The Czech film incentives may have turned around the precipitous falloff in foreign production that’s dogged the local sector since 2003, but those incentives must be increased if they’re to really generate coin, says the head of the Czech producers association.
The $17.8 million in sweeteners have been “very interesting” for foreign producers, according to Helena Uldrichova, managing director of the Audiovisual Producers Assn., but the fund for the year is used up by late spring.
“There shouldn’t be any ceiling,” Uldrichova said, adding that the APA is pushing for amendments to the 2009 program based on its success in bringing in projects such as Tom Cruise starrer “Mission: Impossible — Ghost Protocol.”
As for setting the incentives into permanent law as other countries in the region have, she said, “It’s a question for the Culture Ministry and for our politicians.”
Bizzers don’t expect Czech lawmakers, who resisted the idea of offering incentives until two years ago, to set them in stone any time soon. Rather, they are renewed each year as a portion of the overall budget.
It’s frustrating for proponents of the program, who cite the recent tubthumping trip of foreign affairs minister Karel Schwarzenberg to Los Angeles.

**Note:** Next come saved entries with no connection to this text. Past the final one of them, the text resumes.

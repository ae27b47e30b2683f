//! ============================================================================
//! Home View - rendered model of the lounge home page
//! ============================================================================
//! Built from controller state by `PageController::view`. Rendered either as
//! an HTML document or as terminal text (`Display`).
//! ============================================================================

use serde::Serialize;
use std::fmt;

pub const PAGE_TITLE: &str = "thirdweb membership gated content";
pub const PAGE_HEADING: &str = "Member Only Lounge";
pub const PAGE_INTRO: &str =
    "You need to own Membership NFT in order to get access to the lounge webpage.";
pub const MARKETPLACE_LABEL: &str = "View NFT on OpenSea";
pub const ENTER_LABEL: &str = "Attempt to Enter Private Lounge";
pub const ACCESS_DENIED: &str = "Access Denied";
pub const INVITE_TEXT: &str =
    "Only member can see this: heres the member only private discord invite link";

/// Token requirement shown under the heading
#[derive(Debug, Clone, PartialEq, Eq, Serialize)]
pub struct Requirement {
    pub count: u64,
    pub token_id: String,
    pub contract: String,
}

impl fmt::Display for Requirement {
    fn fmt(&self, f: &mut fmt::Formatter<'_>) -> fmt::Result {
        write!(
            f,
            "You need to have at least {} of token id {} from NFT address {}",
            self.count, self.token_id, self.contract
        )
    }
}

/// Wallet box: connect action, or account plus lounge action
#[derive(Debug, Clone, PartialEq, Eq, Serialize)]
#[serde(tag = "state", rename_all = "snake_case")]
pub enum WalletPanel {
    Disconnected { connect_label: String },
    Connected { address: String, entering: bool },
}

#[derive(Debug, Clone, Serialize)]
pub struct HomeView {
    pub title: String,
    pub heading: String,
    pub intro: String,
    pub requirement: Requirement,
    pub marketplace_url: String,
    pub wallet: WalletPanel,
    /// Present only for members
    pub invite_url: Option<String>,
    pub access_denied: bool,
    pub notices: Vec<String>,
}

impl HomeView {
    pub fn shows_invite(&self) -> bool {
        self.invite_url.is_some()
    }

    /// Standalone HTML document
    pub fn to_html(&self) -> String {
        let mut body = String::new();

        body.push_str(&format!("<h1>{}</h1>\n", escape(&self.heading)));
        body.push_str(&format!("<p>{}</p>\n", escape(&self.intro)));
        body.push_str(&format!(
            "<p>You need to have at least <b>{}</b> of token id <b>{}</b> from NFT address <b>{}</b></p>\n",
            self.requirement.count,
            escape(&self.requirement.token_id),
            escape(&self.requirement.contract)
        ));
        body.push_str(&format!(
            "<a href=\"{}\" target=\"_blank\" rel=\"noopener\">{}</a>\n",
            escape(&self.marketplace_url),
            MARKETPLACE_LABEL
        ));

        match &self.wallet {
            WalletPanel::Disconnected { connect_label } => {
                body.push_str(&format!(
                    "<div class=\"wallet\"><button id=\"connect\">{}</button></div>\n",
                    escape(connect_label)
                ));
            }
            WalletPanel::Connected { address, entering } => {
                body.push_str(&format!(
                    "<div class=\"wallet\"><p>Wallet: {}</p>\n<p>Do you have access to the member only lounge? <button id=\"enter\"{}>{}</button></p></div>\n",
                    escape(address),
                    if *entering { " disabled" } else { "" },
                    ENTER_LABEL
                ));
            }
        }

        if let Some(invite) = &self.invite_url {
            body.push_str(&format!(
                "<p class=\"members\">{} <a href=\"{}\" target=\"_blank\" rel=\"noopener\">{}</a></p>\n",
                INVITE_TEXT,
                escape(invite),
                escape(invite)
            ));
        }

        for notice in &self.notices {
            body.push_str(&format!("<p class=\"notice\">{}</p>\n", escape(notice)));
        }

        if self.access_denied {
            body.push_str(&format!("<p class=\"denied\">{}</p>\n", ACCESS_DENIED));
        }

        format!(
            "<!DOCTYPE html>\n<html>\n<head>\n<title>{}</title>\n</head>\n<body>\n{}</body>\n</html>\n",
            escape(&self.title),
            body
        )
    }
}

impl fmt::Display for HomeView {
    fn fmt(&self, f: &mut fmt::Formatter<'_>) -> fmt::Result {
        writeln!(f, "=== {} ===", self.heading)?;
        writeln!(f, "{}", self.intro)?;
        writeln!(f)?;
        writeln!(f, "{}", self.requirement)?;
        writeln!(f, "{}: {}", MARKETPLACE_LABEL, self.marketplace_url)?;
        writeln!(f)?;

        match &self.wallet {
            WalletPanel::Disconnected { connect_label } => writeln!(f, "[ {} ]", connect_label)?,
            WalletPanel::Connected { address, entering } => {
                writeln!(f, "Wallet: {}", address)?;
                if *entering {
                    writeln!(f, "Entering the lounge...")?;
                } else {
                    writeln!(f, "Do you have access to the member only lounge? [ {} ]", ENTER_LABEL)?;
                }
            }
        }

        if let Some(invite) = &self.invite_url {
            writeln!(f)?;
            writeln!(f, "{} {}", INVITE_TEXT, invite)?;
        }

        for notice in &self.notices {
            writeln!(f, "! {}", notice)?;
        }

        if self.access_denied {
            writeln!(f)?;
            writeln!(f, "{}", ACCESS_DENIED)?;
        }
        Ok(())
    }
}

fn escape(s: &str) -> String {
    let mut out = String::with_capacity(s.len());
    for c in s.chars() {
        match c {
            '&' => out.push_str("&amp;"),
            '<' => out.push_str("&lt;"),
            '>' => out.push_str("&gt;"),
            '"' => out.push_str("&quot;"),
            '\'' => out.push_str("&#39;"),
            _ => out.push(c),
        }
    }
    out
}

His tour generated good buzz, says Ludmila Claussova of the Czech Film Commission, but a Paramount project crossed the Czech Republic off its list after learning the incentives for 2011 are already used up. “They decided not to even scout locations,” she said. Meanwhile, biz at home is also suffering, according to statistics released by the APA, which noted a 39% drop in box office for the first quarter of 2011, despite an increase in screenings to 102,260, up 10%, for the same period.